## Input
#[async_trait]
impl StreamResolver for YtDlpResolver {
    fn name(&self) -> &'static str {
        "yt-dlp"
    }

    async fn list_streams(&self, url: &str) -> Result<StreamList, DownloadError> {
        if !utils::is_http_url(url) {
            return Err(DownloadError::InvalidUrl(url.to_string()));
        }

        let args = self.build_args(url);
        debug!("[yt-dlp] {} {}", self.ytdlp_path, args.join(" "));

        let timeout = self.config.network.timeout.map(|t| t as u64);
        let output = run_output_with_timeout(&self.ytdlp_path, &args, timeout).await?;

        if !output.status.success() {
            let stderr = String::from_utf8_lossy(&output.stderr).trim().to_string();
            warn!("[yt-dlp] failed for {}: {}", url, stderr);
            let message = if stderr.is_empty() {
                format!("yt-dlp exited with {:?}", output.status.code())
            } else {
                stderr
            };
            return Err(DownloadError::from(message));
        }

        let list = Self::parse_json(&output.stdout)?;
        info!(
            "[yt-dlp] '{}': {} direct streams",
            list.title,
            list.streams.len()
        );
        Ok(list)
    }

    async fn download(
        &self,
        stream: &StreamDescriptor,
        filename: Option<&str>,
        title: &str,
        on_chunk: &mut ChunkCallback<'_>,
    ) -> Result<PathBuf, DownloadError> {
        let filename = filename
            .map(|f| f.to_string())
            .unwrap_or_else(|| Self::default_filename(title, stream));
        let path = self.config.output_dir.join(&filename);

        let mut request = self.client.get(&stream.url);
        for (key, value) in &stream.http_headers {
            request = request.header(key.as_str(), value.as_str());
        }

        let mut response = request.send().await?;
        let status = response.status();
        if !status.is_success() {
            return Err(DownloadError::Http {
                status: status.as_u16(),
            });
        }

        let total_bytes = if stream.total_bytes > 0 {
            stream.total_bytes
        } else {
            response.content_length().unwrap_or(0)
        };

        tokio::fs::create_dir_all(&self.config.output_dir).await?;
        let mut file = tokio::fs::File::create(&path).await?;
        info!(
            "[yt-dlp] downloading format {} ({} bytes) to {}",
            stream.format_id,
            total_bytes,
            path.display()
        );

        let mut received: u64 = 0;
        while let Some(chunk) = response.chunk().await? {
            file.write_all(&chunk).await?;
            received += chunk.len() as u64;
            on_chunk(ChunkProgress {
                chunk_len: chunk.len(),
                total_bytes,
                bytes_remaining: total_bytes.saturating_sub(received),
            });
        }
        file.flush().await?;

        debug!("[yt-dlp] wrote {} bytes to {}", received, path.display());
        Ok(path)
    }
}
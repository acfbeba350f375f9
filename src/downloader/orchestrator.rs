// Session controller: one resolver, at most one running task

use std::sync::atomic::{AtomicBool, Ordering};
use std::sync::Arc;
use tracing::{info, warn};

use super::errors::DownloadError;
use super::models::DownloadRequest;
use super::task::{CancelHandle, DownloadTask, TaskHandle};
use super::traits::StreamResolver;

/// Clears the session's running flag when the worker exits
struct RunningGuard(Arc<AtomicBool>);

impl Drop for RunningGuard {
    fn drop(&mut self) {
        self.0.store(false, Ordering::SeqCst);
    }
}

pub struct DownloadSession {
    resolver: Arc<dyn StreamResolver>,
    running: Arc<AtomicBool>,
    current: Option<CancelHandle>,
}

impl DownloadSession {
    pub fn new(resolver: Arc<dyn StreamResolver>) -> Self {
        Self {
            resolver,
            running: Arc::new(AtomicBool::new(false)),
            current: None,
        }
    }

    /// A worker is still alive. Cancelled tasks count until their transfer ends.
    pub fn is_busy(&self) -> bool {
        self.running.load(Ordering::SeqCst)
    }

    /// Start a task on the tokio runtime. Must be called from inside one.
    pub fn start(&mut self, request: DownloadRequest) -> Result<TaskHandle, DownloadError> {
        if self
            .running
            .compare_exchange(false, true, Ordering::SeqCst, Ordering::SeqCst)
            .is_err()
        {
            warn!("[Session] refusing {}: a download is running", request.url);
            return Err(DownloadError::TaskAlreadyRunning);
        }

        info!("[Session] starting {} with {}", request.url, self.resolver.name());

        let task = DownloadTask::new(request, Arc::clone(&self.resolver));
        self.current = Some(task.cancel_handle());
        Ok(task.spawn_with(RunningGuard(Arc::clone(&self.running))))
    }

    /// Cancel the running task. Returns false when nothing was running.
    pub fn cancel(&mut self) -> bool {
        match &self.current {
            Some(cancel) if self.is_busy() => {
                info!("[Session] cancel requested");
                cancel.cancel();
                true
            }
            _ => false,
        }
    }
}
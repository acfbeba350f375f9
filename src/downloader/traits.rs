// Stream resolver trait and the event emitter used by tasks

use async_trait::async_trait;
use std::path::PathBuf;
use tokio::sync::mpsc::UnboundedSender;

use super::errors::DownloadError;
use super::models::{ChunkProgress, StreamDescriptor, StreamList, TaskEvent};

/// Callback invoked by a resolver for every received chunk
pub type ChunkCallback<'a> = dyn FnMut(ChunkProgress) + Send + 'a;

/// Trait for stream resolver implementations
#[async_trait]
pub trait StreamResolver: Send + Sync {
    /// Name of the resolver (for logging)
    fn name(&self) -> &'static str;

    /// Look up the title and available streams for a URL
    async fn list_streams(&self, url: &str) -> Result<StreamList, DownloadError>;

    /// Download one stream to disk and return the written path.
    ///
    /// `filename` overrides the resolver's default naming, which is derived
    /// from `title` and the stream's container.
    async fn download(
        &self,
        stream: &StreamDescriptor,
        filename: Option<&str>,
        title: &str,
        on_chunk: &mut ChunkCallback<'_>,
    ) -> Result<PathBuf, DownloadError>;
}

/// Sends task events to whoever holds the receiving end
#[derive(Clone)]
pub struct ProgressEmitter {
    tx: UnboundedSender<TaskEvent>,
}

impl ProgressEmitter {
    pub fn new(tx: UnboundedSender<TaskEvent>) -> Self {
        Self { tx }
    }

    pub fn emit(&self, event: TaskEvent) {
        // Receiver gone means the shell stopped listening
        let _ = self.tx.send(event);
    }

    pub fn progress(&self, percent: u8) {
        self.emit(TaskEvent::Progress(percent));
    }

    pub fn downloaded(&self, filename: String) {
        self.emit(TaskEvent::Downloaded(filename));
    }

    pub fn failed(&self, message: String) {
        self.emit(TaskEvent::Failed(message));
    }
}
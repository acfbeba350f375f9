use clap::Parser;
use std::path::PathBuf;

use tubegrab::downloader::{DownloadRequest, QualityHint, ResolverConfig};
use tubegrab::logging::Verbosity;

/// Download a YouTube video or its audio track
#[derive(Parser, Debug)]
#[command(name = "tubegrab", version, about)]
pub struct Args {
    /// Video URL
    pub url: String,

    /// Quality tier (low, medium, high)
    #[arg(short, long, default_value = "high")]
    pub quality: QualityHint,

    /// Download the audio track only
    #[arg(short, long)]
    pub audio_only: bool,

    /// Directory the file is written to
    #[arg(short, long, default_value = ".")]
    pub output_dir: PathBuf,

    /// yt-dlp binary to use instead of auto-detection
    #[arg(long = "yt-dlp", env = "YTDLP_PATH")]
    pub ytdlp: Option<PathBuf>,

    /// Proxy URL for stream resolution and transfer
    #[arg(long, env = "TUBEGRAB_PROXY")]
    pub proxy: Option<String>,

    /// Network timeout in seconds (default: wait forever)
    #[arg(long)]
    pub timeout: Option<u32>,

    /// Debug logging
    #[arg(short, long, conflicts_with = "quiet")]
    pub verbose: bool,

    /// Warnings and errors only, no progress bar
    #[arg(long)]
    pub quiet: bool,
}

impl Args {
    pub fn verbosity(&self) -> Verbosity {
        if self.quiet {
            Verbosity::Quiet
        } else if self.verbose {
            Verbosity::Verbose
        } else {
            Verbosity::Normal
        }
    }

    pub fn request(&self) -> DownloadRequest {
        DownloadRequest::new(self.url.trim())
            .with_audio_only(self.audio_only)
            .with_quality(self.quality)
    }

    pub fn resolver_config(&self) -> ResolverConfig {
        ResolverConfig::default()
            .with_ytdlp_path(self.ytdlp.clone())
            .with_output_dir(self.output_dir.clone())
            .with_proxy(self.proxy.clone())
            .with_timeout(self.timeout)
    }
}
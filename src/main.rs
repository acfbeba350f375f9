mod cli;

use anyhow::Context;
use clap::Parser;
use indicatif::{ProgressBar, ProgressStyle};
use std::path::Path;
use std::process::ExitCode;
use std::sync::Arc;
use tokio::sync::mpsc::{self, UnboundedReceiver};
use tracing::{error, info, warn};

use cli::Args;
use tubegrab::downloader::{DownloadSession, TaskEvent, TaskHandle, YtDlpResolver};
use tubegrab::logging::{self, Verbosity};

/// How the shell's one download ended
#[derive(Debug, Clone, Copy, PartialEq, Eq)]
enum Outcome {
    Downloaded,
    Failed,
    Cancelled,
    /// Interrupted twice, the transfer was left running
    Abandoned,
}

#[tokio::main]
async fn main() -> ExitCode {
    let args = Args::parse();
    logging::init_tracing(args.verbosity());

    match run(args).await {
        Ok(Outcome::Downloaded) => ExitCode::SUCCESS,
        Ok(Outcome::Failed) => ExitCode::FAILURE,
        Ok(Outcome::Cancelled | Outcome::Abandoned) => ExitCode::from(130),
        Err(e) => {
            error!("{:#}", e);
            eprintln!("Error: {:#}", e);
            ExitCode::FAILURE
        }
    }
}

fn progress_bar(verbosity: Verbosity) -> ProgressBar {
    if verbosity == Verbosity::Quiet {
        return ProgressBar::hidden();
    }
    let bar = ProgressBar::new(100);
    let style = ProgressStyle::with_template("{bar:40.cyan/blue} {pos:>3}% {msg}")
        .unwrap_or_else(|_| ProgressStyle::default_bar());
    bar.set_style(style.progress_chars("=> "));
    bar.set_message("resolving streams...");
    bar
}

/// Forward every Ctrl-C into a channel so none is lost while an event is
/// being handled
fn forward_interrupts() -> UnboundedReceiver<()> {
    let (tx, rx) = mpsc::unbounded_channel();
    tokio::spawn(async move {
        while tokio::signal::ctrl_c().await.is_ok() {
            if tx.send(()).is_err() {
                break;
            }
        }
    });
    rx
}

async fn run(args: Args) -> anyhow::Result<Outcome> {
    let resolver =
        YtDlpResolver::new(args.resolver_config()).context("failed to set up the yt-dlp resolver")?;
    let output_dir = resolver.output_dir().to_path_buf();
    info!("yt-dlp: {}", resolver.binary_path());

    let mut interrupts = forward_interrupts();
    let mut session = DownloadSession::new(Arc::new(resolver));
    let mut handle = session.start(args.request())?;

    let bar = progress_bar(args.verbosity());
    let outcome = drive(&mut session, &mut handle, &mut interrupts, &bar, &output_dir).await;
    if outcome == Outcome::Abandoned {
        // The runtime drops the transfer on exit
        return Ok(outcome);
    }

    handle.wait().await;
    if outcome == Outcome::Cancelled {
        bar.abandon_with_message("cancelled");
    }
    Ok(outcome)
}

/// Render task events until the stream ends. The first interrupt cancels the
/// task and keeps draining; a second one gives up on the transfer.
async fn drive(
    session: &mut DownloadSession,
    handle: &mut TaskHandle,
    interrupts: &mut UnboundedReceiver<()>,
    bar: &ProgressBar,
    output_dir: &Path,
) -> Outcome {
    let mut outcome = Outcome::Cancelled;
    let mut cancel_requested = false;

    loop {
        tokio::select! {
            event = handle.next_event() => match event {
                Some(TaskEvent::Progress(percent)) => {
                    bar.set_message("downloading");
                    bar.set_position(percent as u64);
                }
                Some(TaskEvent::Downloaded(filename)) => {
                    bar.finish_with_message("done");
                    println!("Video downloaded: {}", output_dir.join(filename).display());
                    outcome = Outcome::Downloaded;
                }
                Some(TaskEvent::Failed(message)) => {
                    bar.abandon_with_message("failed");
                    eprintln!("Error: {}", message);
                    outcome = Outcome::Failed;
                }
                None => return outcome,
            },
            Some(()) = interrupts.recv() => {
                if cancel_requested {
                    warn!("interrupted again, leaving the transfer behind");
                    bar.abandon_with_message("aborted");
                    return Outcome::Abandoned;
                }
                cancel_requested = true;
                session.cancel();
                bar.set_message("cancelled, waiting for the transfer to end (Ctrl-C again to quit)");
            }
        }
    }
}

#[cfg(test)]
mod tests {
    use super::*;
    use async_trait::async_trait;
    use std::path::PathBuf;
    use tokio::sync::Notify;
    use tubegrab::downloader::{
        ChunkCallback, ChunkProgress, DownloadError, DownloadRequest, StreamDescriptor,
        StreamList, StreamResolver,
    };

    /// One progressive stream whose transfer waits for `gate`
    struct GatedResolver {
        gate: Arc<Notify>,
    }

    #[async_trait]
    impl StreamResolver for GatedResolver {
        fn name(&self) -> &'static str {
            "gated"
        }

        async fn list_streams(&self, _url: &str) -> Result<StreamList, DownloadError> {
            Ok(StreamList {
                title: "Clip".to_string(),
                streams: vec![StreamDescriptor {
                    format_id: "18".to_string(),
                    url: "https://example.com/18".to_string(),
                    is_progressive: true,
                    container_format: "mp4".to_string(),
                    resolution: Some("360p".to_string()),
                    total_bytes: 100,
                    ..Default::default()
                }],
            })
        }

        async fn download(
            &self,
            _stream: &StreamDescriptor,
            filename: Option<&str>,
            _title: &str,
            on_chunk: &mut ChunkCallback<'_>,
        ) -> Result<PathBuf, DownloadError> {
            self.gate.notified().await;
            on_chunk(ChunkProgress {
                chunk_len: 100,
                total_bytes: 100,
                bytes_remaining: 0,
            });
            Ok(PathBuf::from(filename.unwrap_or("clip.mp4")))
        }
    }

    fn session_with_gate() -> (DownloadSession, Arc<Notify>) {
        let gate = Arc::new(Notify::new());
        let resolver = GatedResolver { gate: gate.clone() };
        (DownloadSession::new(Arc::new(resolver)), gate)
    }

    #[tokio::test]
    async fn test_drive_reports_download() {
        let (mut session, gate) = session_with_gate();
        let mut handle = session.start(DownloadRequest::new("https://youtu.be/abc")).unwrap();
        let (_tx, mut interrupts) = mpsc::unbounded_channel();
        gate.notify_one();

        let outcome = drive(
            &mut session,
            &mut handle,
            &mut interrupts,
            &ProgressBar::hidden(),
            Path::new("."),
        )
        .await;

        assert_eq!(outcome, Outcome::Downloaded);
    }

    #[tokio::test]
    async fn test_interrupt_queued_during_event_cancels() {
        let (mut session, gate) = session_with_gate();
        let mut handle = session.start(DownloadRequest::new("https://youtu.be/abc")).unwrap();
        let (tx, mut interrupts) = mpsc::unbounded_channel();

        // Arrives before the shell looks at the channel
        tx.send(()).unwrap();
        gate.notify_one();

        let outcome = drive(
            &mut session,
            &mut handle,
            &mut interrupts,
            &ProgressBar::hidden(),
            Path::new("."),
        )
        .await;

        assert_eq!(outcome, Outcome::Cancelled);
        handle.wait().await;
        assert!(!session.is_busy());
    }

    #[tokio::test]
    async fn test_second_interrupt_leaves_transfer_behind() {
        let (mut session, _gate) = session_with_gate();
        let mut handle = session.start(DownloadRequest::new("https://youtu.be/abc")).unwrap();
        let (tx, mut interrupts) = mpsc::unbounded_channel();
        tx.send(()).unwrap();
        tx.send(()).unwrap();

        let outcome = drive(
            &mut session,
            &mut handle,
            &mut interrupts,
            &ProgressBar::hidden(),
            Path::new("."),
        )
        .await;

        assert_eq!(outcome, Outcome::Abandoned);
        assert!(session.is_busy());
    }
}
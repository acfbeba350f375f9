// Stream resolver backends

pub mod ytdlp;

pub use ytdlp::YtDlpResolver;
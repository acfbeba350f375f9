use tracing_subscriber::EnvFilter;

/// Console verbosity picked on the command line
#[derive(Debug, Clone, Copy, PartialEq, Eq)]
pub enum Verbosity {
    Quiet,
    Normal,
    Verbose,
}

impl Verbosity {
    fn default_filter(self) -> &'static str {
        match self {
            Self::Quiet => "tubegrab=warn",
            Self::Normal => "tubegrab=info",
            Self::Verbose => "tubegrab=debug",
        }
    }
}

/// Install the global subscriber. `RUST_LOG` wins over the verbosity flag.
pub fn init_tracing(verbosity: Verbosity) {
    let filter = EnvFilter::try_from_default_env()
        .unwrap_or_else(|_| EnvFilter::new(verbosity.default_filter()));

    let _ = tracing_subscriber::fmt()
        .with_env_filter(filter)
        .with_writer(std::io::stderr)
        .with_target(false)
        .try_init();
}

## Task directions
Copy every line that contains "short" from the listing above.

## Finished exercise
    #[arg(short, long, default_value = "high")]
    #[arg(short, long)]
    #[arg(short, long, default_value = ".")]
    #[arg(short, long, conflicts_with = "quiet")]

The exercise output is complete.